The issue here is that this is a pretty poorly designed API (e.g., in addition to the fact that this date representation is ambiguous, it even looks like there’s an extra space in that first “date” that is not present in the second “date”).
So what happens here is that Bubble’s date parsing, which just relies on JavaScript is doing something like:
Which is pretty much the best it can do.
You could consume those fields as text and then do the parsing yourself (which would involve a bit of code) either in-page (if that’s acceptable for your application – probably not) or in a server-side workflow (which probably is something you don’t want/need to do either).

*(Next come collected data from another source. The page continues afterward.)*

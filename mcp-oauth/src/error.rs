//! Error types for the discovery and token exchange endpoints
//!
//! Every handler error renders the RFC 6749 Section 5.2 body shape
//! `{"error": ..., "error_description": ...}`.

use axum::{
    Json,
    http::StatusCode,
    response::{IntoResponse, Response},
};
use serde::{Deserialize, Serialize};
use thiserror::Error;
use tracing::error;

/// Error response body (RFC 6749 Section 5.2)
#[derive(Debug, Clone, PartialEq, Eq, Serialize, Deserialize)]
pub struct OAuthErrorBody {
    pub error: String,
    pub error_description: String,
}

/// Errors surfaced to HTTP clients
#[derive(Debug, Clone, PartialEq, Eq, Error)]
pub enum ApiError {
    /// Malformed or missing body, form or query fields
    #[error("invalid request: {0}")]
    InvalidRequest(String),

    /// Browser completion request without `code`, `state` or `code_verifier`
    #[error("missing required parameters")]
    MissingParameters,

    /// Caller-supplied authorization server is not whitelisted.
    ///
    /// Carries no detail so malformed and unlisted URLs are indistinguishable.
    #[error("invalid auth_url")]
    InvalidAuthUrl,

    #[error("unsupported grant type: {0}")]
    UnsupportedGrantType(String),

    #[error("unauthorized: {0}")]
    Unauthorized(String),

    /// Deployment misconfiguration or unexpected upstream failure.
    ///
    /// The message is logged, never sent to the client.
    #[error("server error: {0}")]
    Server(String),
}

impl ApiError {
    /// HTTP status for this error
    pub fn status(&self) -> StatusCode {
        match self {
            ApiError::InvalidRequest(_)
            | ApiError::MissingParameters
            | ApiError::InvalidAuthUrl
            | ApiError::UnsupportedGrantType(_) => StatusCode::BAD_REQUEST,
            ApiError::Unauthorized(_) => StatusCode::UNAUTHORIZED,
            ApiError::Server(_) => StatusCode::INTERNAL_SERVER_ERROR,
        }
    }

    /// Machine readable error code
    pub fn error_code(&self) -> &'static str {
        match self {
            ApiError::InvalidRequest(_) => "invalid_request",
            ApiError::MissingParameters => "missing_parameters",
            ApiError::InvalidAuthUrl => "invalid_auth_url",
            ApiError::UnsupportedGrantType(_) => "unsupported_grant_type",
            ApiError::Unauthorized(_) => "unauthorized",
            ApiError::Server(_) => "server_error",
        }
    }

    /// Client facing description
    pub fn error_description(&self) -> String {
        match self {
            ApiError::InvalidRequest(msg) => msg.clone(),
            ApiError::MissingParameters => {
                "code, state and code_verifier are required".to_string()
            }
            ApiError::InvalidAuthUrl => {
                "auth_url is not an allowed authorization server".to_string()
            }
            ApiError::UnsupportedGrantType(grant_type) => {
                format!("grant_type '{}' is not supported", grant_type)
            }
            ApiError::Unauthorized(msg) => msg.clone(),
            ApiError::Server(_) => "An internal error occurred".to_string(),
        }
    }

    /// RFC 6749 Section 5.2 style JSON body
    pub fn body(&self) -> OAuthErrorBody {
        OAuthErrorBody {
            error: self.error_code().to_string(),
            error_description: self.error_description(),
        }
    }
}

impl IntoResponse for ApiError {
    fn into_response(self) -> Response {
        if let ApiError::Server(ref detail) = self {
            error!(detail = %detail, "request failed with server error");
        }
        (self.status(), Json(self.body())).into_response()
    }
}
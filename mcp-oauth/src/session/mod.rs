//! Browser session state for the authorization round trip
//!
//! Before sending a browser to the authorization server, the application
//! stashes the page the user was on. Completion consumes it exactly once.

pub mod session_store;

pub use session_store::{
    DEFAULT_REDIRECT, MemorySessionStore, ORIGINAL_URL_KEY, PendingAuthorization, Session,
    SessionError, SessionStore,
};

It’s possible that this API was designed such that the “dates” are not intended to be consumed as date objects but as text, but they are not particularly web-friendly, are they?

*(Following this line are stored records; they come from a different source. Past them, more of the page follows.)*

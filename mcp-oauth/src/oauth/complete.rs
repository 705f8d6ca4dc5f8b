//! Browser PKCE completion
//!
//! The browser callback page posts the authorization code here. The token is
//! delivered only as an httpOnly cookie and the body carries the page to
//! return to.

use std::net::SocketAddr;

use axum::{
    Json,
    extract::{ConnectInfo, State, rejection::JsonRejection},
    http::{HeaderMap, header},
    response::{IntoResponse, Response},
};
use tracing::{info, warn};

use crate::error::ApiError;
use crate::exchange::ExchangeRequest;
use crate::oauth::cookie::{SESSION_COOKIE_NAME, read_cookie};
use crate::oauth::models::{AuthRedirectResponse, CompleteOAuthRequest};
use crate::oauth::token::exchange_failure;
use crate::oauth::url_builder::join_path;
use crate::oauth::{OAuthState, client_addr};
use crate::session::{DEFAULT_REDIRECT, PendingAuthorization, SessionStore};
use crate::validation::{require_configured, validate_auth_url};

/// POST /api/auth/complete-oauth
///
/// # Request
/// ```json
/// {
///   "code": "authorization_code_here",
///   "state": "opaque_state",
///   "code_verifier": "pkce_verifier_here",
///   "auth_url": "https://auth.example.com",
///   "redirect_uri": "https://app.example.com/oauth/callback"
/// }
/// ```
///
/// `auth_url` and `redirect_uri` are optional.
pub async fn complete_oauth(
    State(state): State<OAuthState>,
    connect_info: Option<ConnectInfo<SocketAddr>>,
    headers: HeaderMap,
    body: Result<Json<CompleteOAuthRequest>, JsonRejection>,
) -> Result<Response, ApiError> {
    let Json(request) = body.map_err(|e| ApiError::InvalidRequest(e.body_text()))?;

    if request.code.is_empty() || request.state.is_empty() || request.code_verifier.is_empty() {
        return Err(ApiError::MissingParameters);
    }

    let client = client_addr(&headers, connect_info.as_ref());
    let auth_url = require_configured(validate_auth_url(
        request.auth_url.as_deref().unwrap_or_default(),
        &state.config.auth_server_url,
        &state.registry,
        &client,
    )?)?;

    let redirect_uri = match request.redirect_uri.filter(|uri| !uri.is_empty()) {
        Some(uri) => uri,
        None => join_path(&state.config.base_url, &["oauth", "callback"])?,
    };

    let result = state
        .exchanger
        .exchange(ExchangeRequest {
            code: request.code,
            code_verifier: request.code_verifier,
            redirect_uri,
            client_id: state.config.client_id.clone(),
            auth_url: auth_url.to_string(),
        })
        .await
        .map_err(|e| exchange_failure(e, auth_url))?;

    let cookie = state.cookie_settings().token_cookie(&result.access_token)?;
    let redirect_url = restore_original_url(state.sessions.as_ref(), &headers).await;

    info!(auth_server = %auth_url, client_addr = %client, "completed browser authorization");

    Ok((
        [(header::SET_COOKIE, cookie)],
        Json(AuthRedirectResponse::to(redirect_url)),
    )
        .into_response())
}

/// Consume the pending authorization session and return the stashed
/// pre-authorization URL. Session failures never fail the completion; the
/// browser is sent to `/` instead.
async fn restore_original_url(sessions: &dyn SessionStore, headers: &HeaderMap) -> String {
    let session_id = read_cookie(headers, SESSION_COOKIE_NAME);
    match sessions.consume(session_id).await {
        Ok(Some(mut session)) => PendingAuthorization::take_original_url(&mut session),
        Ok(None) => DEFAULT_REDIRECT.to_string(),
        Err(e) => {
            warn!(error = %e, "failed to consume pending authorization session");
            DEFAULT_REDIRECT.to_string()
        }
    }
}
//! Discovery documents and request/response bodies

use serde::{Deserialize, Serialize};

/// Scope granting access to one project
pub const SCOPE_PROJECT_ACCESS: &str = "project:access";

/// Lifetime of issued credentials, for both the cookie and `expires_in`
pub const TOKEN_LIFETIME_SECS: u64 = 86_400;

pub const GRANT_TYPE_AUTHORIZATION_CODE: &str = "authorization_code";

/// RFC 8414: Authorization Server Metadata
///
/// Only `authorization_endpoint` and `jwks_uri` point at the external
/// authorization server; token and registration requests go through this
/// server's `/mcp/oauth/*` routes.
#[derive(Debug, Clone, PartialEq, Eq, Serialize, Deserialize)]
pub struct AuthorizationServerMetadata {
    pub issuer: String,
    pub authorization_endpoint: String,
    pub token_endpoint: String,
    pub registration_endpoint: String,
    pub jwks_uri: String,
    pub scopes_supported: Vec<String>,
    pub response_types_supported: Vec<String>,
    pub grant_types_supported: Vec<String>,
    pub code_challenge_methods_supported: Vec<String>,
    pub token_endpoint_auth_methods_supported: Vec<String>,
}

/// RFC 9728: Protected Resource Metadata
#[derive(Debug, Clone, PartialEq, Eq, Serialize, Deserialize)]
pub struct ProtectedResourceMetadata {
    pub resource: String,
    pub authorization_servers: Vec<String>,
    pub bearer_methods_supported: Vec<String>,
    pub scopes_supported: Vec<String>,
}

/// Query parameters accepted by the discovery endpoints
#[derive(Debug, Clone, Default, Deserialize)]
pub struct DiscoveryQuery {
    pub auth_url: Option<String>,
    pub project_id: Option<String>,
}

/// Token request (RFC 6749 Section 4.1.3)
///
/// Every field is optional at the parsing layer so that each missing
/// parameter can be reported individually.
#[derive(Debug, Clone, Default, Deserialize)]
pub struct TokenRequest {
    pub grant_type: Option<String>,
    pub code: Option<String>,
    pub code_verifier: Option<String>,
    pub redirect_uri: Option<String>,
    pub client_id: Option<String>,
    pub auth_url: Option<String>,
}

/// Token response (RFC 6749 Section 5.1)
#[derive(Debug, Clone, Serialize, Deserialize)]
pub struct TokenResponse {
    pub access_token: String,
    pub token_type: String, // Always "Bearer"
    pub expires_in: u64,
}

/// Browser PKCE completion body
#[derive(Debug, Clone, Default, Deserialize)]
#[serde(default)]
pub struct CompleteOAuthRequest {
    pub code: String,
    pub state: String,
    pub code_verifier: String,
    pub auth_url: Option<String>,
    pub redirect_uri: Option<String>,
}

/// Body returned by browser completion and logout
#[derive(Debug, Clone, PartialEq, Eq, Serialize, Deserialize)]
pub struct AuthRedirectResponse {
    pub success: bool,
    pub redirect_url: String,
}

impl AuthRedirectResponse {
    pub fn to(redirect_url: impl Into<String>) -> Self {
        Self {
            success: true,
            redirect_url: redirect_url.into(),
        }
    }
}
//! HTTP tests for the RFC 8414 and RFC 9728 discovery endpoints

mod common;

use axum::{
    body::Body,
    http::{Request, StatusCode},
};
use common::*;
use ekaya_mcp_oauth::OAuthConfig;
use url::Url;

const AS_PATH: &str = "/.well-known/oauth-authorization-server";
const PR_PATH: &str = "/.well-known/oauth-protected-resource";

#[tokio::test]
async fn test_default_issuer_for_localhost() {
    let app = TestApp::new();
    let resp = get(&app.router, AS_PATH, &[]).await;

    assert_eq!(resp.status, StatusCode::OK);
    assert_eq!(resp.json["issuer"], DEFAULT_AUTH);
    assert_eq!(
        resp.json["authorization_endpoint"],
        "https://auth.example.com/authorize"
    );
    assert_eq!(
        resp.json["token_endpoint"],
        "http://localhost:3443/mcp/oauth/token"
    );
    assert_eq!(
        resp.json["registration_endpoint"],
        "http://localhost:3443/mcp/oauth/register"
    );
    assert_eq!(
        resp.json["jwks_uri"],
        "https://auth.example.com/.well-known/jwks.json"
    );
    assert_eq!(resp.json["code_challenge_methods_supported"][0], "S256");
    assert_eq!(resp.json["token_endpoint_auth_methods_supported"][0], "none");
    assert_eq!(resp.header("cache-control"), Some("public, max-age=3600"));
}

#[tokio::test]
async fn test_unlisted_auth_url_is_rejected() {
    let app = TestApp::new();

    let mut bodies = Vec::new();
    for auth_url in [
        "https%3A%2F%2Fevil.example.com",
        "https%3A%2F%2Fauth.example.com%2F",
        "not%20a%20url",
    ] {
        let resp = get(&app.router, &format!("{AS_PATH}?auth_url={auth_url}"), &[]).await;
        assert_eq!(resp.status, StatusCode::BAD_REQUEST, "auth_url {auth_url}");
        assert_eq!(resp.json["error"], "invalid_auth_url");
        assert_eq!(resp.header("cache-control"), Some("private, no-cache"));
        bodies.push(resp.raw);
    }
    assert!(bodies.windows(2).all(|pair| pair[0] == pair[1]));

    let resp = get(
        &app.router,
        &format!("{PR_PATH}?auth_url=https%3A%2F%2Fevil.example.com"),
        &[],
    )
    .await;
    assert_eq!(resp.status, StatusCode::BAD_REQUEST);
    assert_eq!(resp.json["error"], "invalid_auth_url");
    assert_eq!(resp.header("cache-control"), Some("private, no-cache"));
}

#[tokio::test]
async fn test_whitelisted_auth_url_is_private() {
    let app = TestApp::new();
    let resp = get(
        &app.router,
        &format!("{AS_PATH}?auth_url=http%3A%2F%2Flocalhost%3A5002"),
        &[],
    )
    .await;

    assert_eq!(resp.status, StatusCode::OK);
    assert_eq!(resp.json["issuer"], DEV_AUTH);
    assert_eq!(
        resp.json["authorization_endpoint"],
        "http://localhost:5002/authorize"
    );
    assert_eq!(resp.header("cache-control"), Some("private, no-cache"));
}

#[tokio::test]
async fn test_query_project_scopes_authorization_endpoint() {
    let app = TestApp::new();
    let resp = get(&app.router, &format!("{AS_PATH}?project_id={PROJECT}"), &[]).await;

    assert_eq!(resp.status, StatusCode::OK);
    assert_eq!(
        resp.json["authorization_endpoint"],
        format!("https://auth.example.com/authorize?project_id={PROJECT}")
    );
    assert_eq!(resp.header("cache-control"), Some("private, no-cache"));
}

#[tokio::test]
async fn test_path_project_scopes_authorization_endpoint() {
    let app = TestApp::new();
    let resp = get(&app.router, &format!("{AS_PATH}/mcp/{PROJECT}"), &[]).await;

    assert_eq!(resp.status, StatusCode::OK);
    assert_eq!(
        resp.json["authorization_endpoint"],
        format!("https://auth.example.com/authorize?project_id={PROJECT}")
    );
    assert_eq!(
        resp.json["token_endpoint"],
        "http://localhost:3443/mcp/oauth/token"
    );
    assert_eq!(resp.header("cache-control"), Some("private, no-cache"));
}

#[tokio::test]
async fn test_malformed_path_project_is_bad_request() {
    let app = TestApp::new();
    for suffix in ["mcp/not-a-uuid", "mcp/6089f2311ccb4ab8bba17e7a03893939"] {
        for prefix in [AS_PATH, PR_PATH] {
            let resp = get(&app.router, &format!("{prefix}/{suffix}"), &[]).await;
            assert_eq!(resp.status, StatusCode::BAD_REQUEST, "{prefix}/{suffix}");
            assert_eq!(resp.json["error"], "invalid_request");
        }
    }
}

#[tokio::test]
async fn test_query_project_wins_over_path() {
    let app = TestApp::new();
    let resp = get(
        &app.router,
        &format!("{AS_PATH}/mcp/not-a-uuid?project_id={PROJECT}"),
        &[],
    )
    .await;

    assert_eq!(resp.status, StatusCode::OK);
    assert_eq!(
        resp.json["authorization_endpoint"],
        format!("https://auth.example.com/authorize?project_id={PROJECT}")
    );
}

#[tokio::test]
async fn test_forwarded_proto_https() {
    let app = TestApp::new();
    let resp = get(
        &app.router,
        AS_PATH,
        &[("host", "api.example.com"), ("x-forwarded-proto", "https")],
    )
    .await;

    assert_eq!(resp.status, StatusCode::OK);
    assert_eq!(
        resp.json["token_endpoint"],
        "https://api.example.com/mcp/oauth/token"
    );
}

#[tokio::test]
async fn test_missing_host_is_bad_request() {
    let app = TestApp::new();
    let request = Request::builder()
        .uri(AS_PATH)
        .method("GET")
        .body(Body::empty())
        .unwrap();
    let resp = send(&app.router, request).await;
    assert_eq!(resp.status, StatusCode::BAD_REQUEST);
}

#[tokio::test]
async fn test_identical_requests_are_byte_identical() {
    let app = TestApp::new();
    for uri in [
        AS_PATH.to_string(),
        format!("{AS_PATH}/mcp/{PROJECT}"),
        format!("{PR_PATH}/mcp/{PROJECT}"),
        format!("{PR_PATH}?project_id={PROJECT}"),
    ] {
        let first = get(&app.router, &uri, &[]).await;
        let second = get(&app.router, &uri, &[]).await;
        assert_eq!(first.status, StatusCode::OK);
        assert_eq!(first.raw, second.raw, "{uri}");
        assert_eq!(
            first.header("cache-control"),
            second.header("cache-control")
        );
    }
}

#[tokio::test]
async fn test_unconfigured_default_is_server_error() {
    let config = OAuthConfig {
        auth_server_url: String::new(),
        ..test_config()
    };
    let app = TestApp::with(config, Outcome::Issue);

    for uri in [AS_PATH, PR_PATH] {
        let resp = get(&app.router, uri, &[]).await;
        assert_eq!(resp.status, StatusCode::INTERNAL_SERVER_ERROR, "{uri}");
        assert_eq!(resp.json["error"], "server_error");
        assert_eq!(resp.header("cache-control"), Some("private, no-cache"));
    }

    // A whitelisted explicit choice still works
    let resp = get(
        &app.router,
        &format!("{AS_PATH}?auth_url=https%3A%2F%2Fauth.example.com"),
        &[],
    )
    .await;
    assert_eq!(resp.status, StatusCode::OK);
}

#[tokio::test]
async fn test_protected_resource_default() {
    let app = TestApp::new();
    let resp = get(&app.router, PR_PATH, &[]).await;

    assert_eq!(resp.status, StatusCode::OK);
    assert_eq!(resp.json["resource"], "http://localhost:3443");
    assert_eq!(
        resp.json["authorization_servers"][0],
        "http://localhost:3443"
    );
    assert_eq!(resp.json["bearer_methods_supported"][0], "header");
    assert_eq!(resp.json["scopes_supported"][0], "project:access");
    assert_eq!(resp.header("cache-control"), Some("public, max-age=3600"));
}

#[tokio::test]
async fn test_protected_resource_with_auth_url_is_private() {
    let app = TestApp::new();
    let resp = get(
        &app.router,
        &format!("{PR_PATH}?auth_url=http%3A%2F%2Flocalhost%3A5002"),
        &[],
    )
    .await;

    assert_eq!(resp.status, StatusCode::OK);
    assert_eq!(resp.json["resource"], "http://localhost:3443");
    assert_eq!(resp.header("cache-control"), Some("private, no-cache"));
}

#[tokio::test]
async fn test_malformed_requests_are_not_cacheable() {
    let app = TestApp::new();

    for uri in [
        format!("{AS_PATH}/mcp/not-a-uuid"),
        format!("{PR_PATH}/mcp/not-a-uuid"),
        format!("{PR_PATH}?project_id=.."),
    ] {
        let resp = get(&app.router, &uri, &[]).await;
        assert_eq!(resp.status, StatusCode::BAD_REQUEST, "{uri}");
        assert_eq!(resp.json["error"], "invalid_request");
        assert_eq!(resp.header("cache-control"), Some("private, no-cache"), "{uri}");
    }
}

#[tokio::test]
async fn test_protected_resource_with_suffix() {
    let app = TestApp::new();
    let resp = get(&app.router, &format!("{PR_PATH}/mcp/{PROJECT}"), &[]).await;

    let expected = format!("http://localhost:3443/mcp/{PROJECT}");
    assert_eq!(resp.status, StatusCode::OK);
    assert_eq!(resp.json["resource"], expected);
    assert_eq!(resp.json["authorization_servers"][0], expected);
    assert_eq!(resp.header("cache-control"), Some("private, no-cache"));

    let resp = get(&app.router, &format!("{PR_PATH}/api/v1"), &[]).await;
    assert_eq!(resp.json["resource"], "http://localhost:3443/api/v1");
    assert_eq!(
        resp.json["authorization_servers"][0],
        "http://localhost:3443"
    );
    assert_eq!(resp.header("cache-control"), Some("private, no-cache"));
}

/// Follow `authorization_servers[0]` the way an RFC 8414 client does and land
/// on a document scoped to the same project
#[tokio::test]
async fn test_protected_resource_chains_to_scoped_authorization_server() {
    let app = TestApp::new();

    for start in [
        format!("{PR_PATH}/mcp/{PROJECT}"),
        format!("{PR_PATH}?project_id={PROJECT}"),
    ] {
        let resource = get(&app.router, &start, &[]).await;
        let issuer = resource.json["authorization_servers"][0]
            .as_str()
            .unwrap()
            .to_string();

        let issuer = Url::parse(&issuer).unwrap();
        let discovery = format!("{AS_PATH}{}", issuer.path());

        let metadata = get(&app.router, &discovery, &[]).await;
        assert_eq!(metadata.status, StatusCode::OK, "{discovery}");
        assert_eq!(
            metadata.json["authorization_endpoint"],
            format!("https://auth.example.com/authorize?project_id={PROJECT}")
        );
    }
}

One thing that is for sure is dates are important part of this API since this API is sending me meter readings for electricity usage and the whole idea of this app iam building is to compare electricity usage for different dates.
When it comes to the design of this particular Api it goes like this:
I get meter readings as a CSV file from the energy company ( they will have their own api soon)
2.I uploaded to google sheets
3.I used https://sheet.best/ to convert it to Json api
So design flaw could have come at one of the points above.
Cool. Glad that helped. BTW, if you’re in contact with anyone at your power company involved in designing their REST API, put in the request that they expose the date fields in ISO 8601 format (which is probably what they would do, but it never hurts to suggest!) and that would alleviate this problem when you move to getting this data directly from their service via API calls.